**DESCRIPTION OF THE TASK:** Go through the data below and copy each line that includes "without".

(Data records)
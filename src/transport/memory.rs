//! In-memory connector.
//!
//! Every [`Connector::open`] call on a [`MemoryConnector`] hands a
//! [`MemoryPeer`] to the paired [`MemoryListener`]. The peer plays the server:
//! it sees every frame the client sends and decides what to answer, and
//! dropping it closes the client's channel. Used to drive the connection
//! state machine without a network.

// ============================================================================
// Imports
// ============================================================================

use async_trait::async_trait;
use serde_json::Value;
use tokio::sync::mpsc;
use tracing::debug;
use url::Url;

use crate::error::{Error, Result};

use super::channel::{Channel, Connector};

// ============================================================================
// Constructor
// ============================================================================

/// Creates a connected connector/listener pair.
#[must_use]
pub fn memory_connector() -> (MemoryConnector, MemoryListener) {
    let (peers_tx, peers_rx) = mpsc::unbounded_channel();
    (
        MemoryConnector { peers_tx },
        MemoryListener { peers_rx },
    )
}

// ============================================================================
// MemoryConnector
// ============================================================================

/// Client side of the in-memory transport.
#[derive(Debug, Clone)]
pub struct MemoryConnector {
    peers_tx: mpsc::UnboundedSender<MemoryPeer>,
}

#[async_trait]
impl Connector for MemoryConnector {
    async fn open(&self, url: &Url) -> Result<Channel> {
        let (to_client_tx, to_client_rx) = mpsc::unbounded_channel();
        let (from_client_tx, from_client_rx) = mpsc::unbounded_channel();

        let peer = MemoryPeer {
            url: url.clone(),
            to_client: Some(to_client_tx),
            from_client: from_client_rx,
        };

        self.peers_tx
            .send(peer)
            .map_err(|_| Error::connection("Connection refused: listener gone"))?;

        debug!(%url, "Memory channel opened");
        Ok(Channel::new(from_client_tx, to_client_rx))
    }
}

// ============================================================================
// MemoryListener
// ============================================================================

/// Server side: yields one peer per client connection attempt.
#[derive(Debug)]
pub struct MemoryListener {
    peers_rx: mpsc::UnboundedReceiver<MemoryPeer>,
}

impl MemoryListener {
    /// Waits for the next connection attempt.
    pub async fn accept(&mut self) -> Option<MemoryPeer> {
        self.peers_rx.recv().await
    }

    /// Returns a pending connection attempt without waiting.
    pub fn try_accept(&mut self) -> Option<MemoryPeer> {
        self.peers_rx.try_recv().ok()
    }
}

// ============================================================================
// MemoryPeer
// ============================================================================

/// Server end of one in-memory channel.
#[derive(Debug)]
pub struct MemoryPeer {
    url: Url,
    to_client: Option<mpsc::UnboundedSender<String>>,
    from_client: mpsc::UnboundedReceiver<String>,
}

impl MemoryPeer {
    /// URL the client dialed.
    #[must_use]
    pub fn url(&self) -> &Url {
        &self.url
    }

    /// Sends a raw text frame. Returns `false` if the client is gone.
    pub fn send_text(&self, text: impl Into<String>) -> bool {
        self.to_client
            .as_ref()
            .is_some_and(|tx| tx.send(text.into()).is_ok())
    }

    /// Sends a JSON frame. Returns `false` if the client is gone.
    pub fn send_json(&self, value: &Value) -> bool {
        self.send_text(value.to_string())
    }

    /// Receives the next raw frame from the client.
    pub async fn recv_text(&mut self) -> Option<String> {
        self.from_client.recv().await
    }

    /// Receives the next frame from the client, parsed as JSON.
    ///
    /// Frames that are not JSON are skipped.
    pub async fn recv_json(&mut self) -> Option<Value> {
        loop {
            let text = self.from_client.recv().await?;
            if let Ok(value) = serde_json::from_str(&text) {
                return Some(value);
            }
        }
    }

    /// Returns a frame the client already sent, without waiting.
    pub fn try_recv_json(&mut self) -> Option<Value> {
        let text = self.from_client.try_recv().ok()?;
        serde_json::from_str(&text).ok()
    }

    /// Closes the server side; the client observes a channel loss.
    pub fn close(&mut self) {
        self.to_client = None;
        self.from_client.close();
    }
}

// ============================================================================
// Tests
// ============================================================================
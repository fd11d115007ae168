//! Subscription handles.

// ============================================================================
// Imports
// ============================================================================

use std::sync::Arc;

use serde_json::Value;
use tokio::sync::{mpsc, oneshot};
use tracing::debug;

use crate::error::{Error, Result};
use crate::identifiers::SubscriptionId;

use super::event_loop::ConnectionCommand;

// ============================================================================
// Types
// ============================================================================

/// Callback invoked with the `event` payload of every push event.
pub type EventCallback = Arc<dyn Fn(Value) + Send + Sync>;

// ============================================================================
// SubscribeOptions
// ============================================================================

/// Per-subscription behavior.
#[derive(Debug, Clone, Copy, PartialEq, Eq)]
pub struct SubscribeOptions {
    /// Re-issue the subscription after a reconnect. Defaults to `true`.
    pub resubscribe: bool,
}

impl SubscribeOptions {
    /// Options for a subscription that does not survive a reconnect.
    #[inline]
    #[must_use]
    pub const fn once() -> Self {
        Self { resubscribe: false }
    }
}

impl Default for SubscribeOptions {
    fn default() -> Self {
        Self { resubscribe: true }
    }
}

// ============================================================================
// Subscription
// ============================================================================

/// Handle to an acknowledged subscription.
///
/// Dropping the handle does not unsubscribe; call
/// [`unsubscribe`](Self::unsubscribe) or [`cancel`](Self::cancel). The handle
/// does not keep the connection alive.
#[derive(Debug)]
#[must_use = "dropping a Subscription keeps it active"]
pub struct Subscription {
    id: SubscriptionId,
    command_tx: mpsc::WeakUnboundedSender<ConnectionCommand>,
}

impl Subscription {
    pub(crate) fn new(
        id: SubscriptionId,
        command_tx: mpsc::WeakUnboundedSender<ConnectionCommand>,
    ) -> Self {
        Self { id, command_tx }
    }

    /// Returns the local id of this subscription.
    #[inline]
    #[must_use]
    pub fn id(&self) -> SubscriptionId {
        self.id
    }

    /// Unsubscribes and waits for the server to confirm.
    ///
    /// While disconnected only local bookkeeping is removed and this returns
    /// immediately; the subscription is not replayed on reconnect.
    ///
    /// # Errors
    ///
    /// - [`Error::ConnectionLost`] if the connection is gone
    /// - [`Error::Remote`] if the server rejects the unsubscribe
    pub async fn unsubscribe(self) -> Result<()> {
        let (reply_tx, reply_rx) = oneshot::channel();
        self.command_tx
            .upgrade()
            .ok_or(Error::ConnectionLost)?
            .send(ConnectionCommand::Unsubscribe {
                id: self.id,
                reply: Some(reply_tx),
            })
            .map_err(|_| Error::ConnectionLost)?;

        reply_rx.await.map_err(|_| Error::ConnectionLost)?
    }

    /// Unsubscribes without waiting for confirmation.
    pub fn cancel(self) {
        debug!(id = %self.id, "Cancelling subscription");
        if let Some(command_tx) = self.command_tx.upgrade() {
            let _ = command_tx.send(ConnectionCommand::Unsubscribe {
                id: self.id,
                reply: None,
            });
        }
    }
}

// ============================================================================
// Tests
// ============================================================================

**EXERCISE ANSWER:**
//! state machine without a network.
    /// Returns a pending connection attempt without waiting.
    /// Returns a frame the client already sent, without waiting.
    /// Unsubscribes without waiting for confirmation.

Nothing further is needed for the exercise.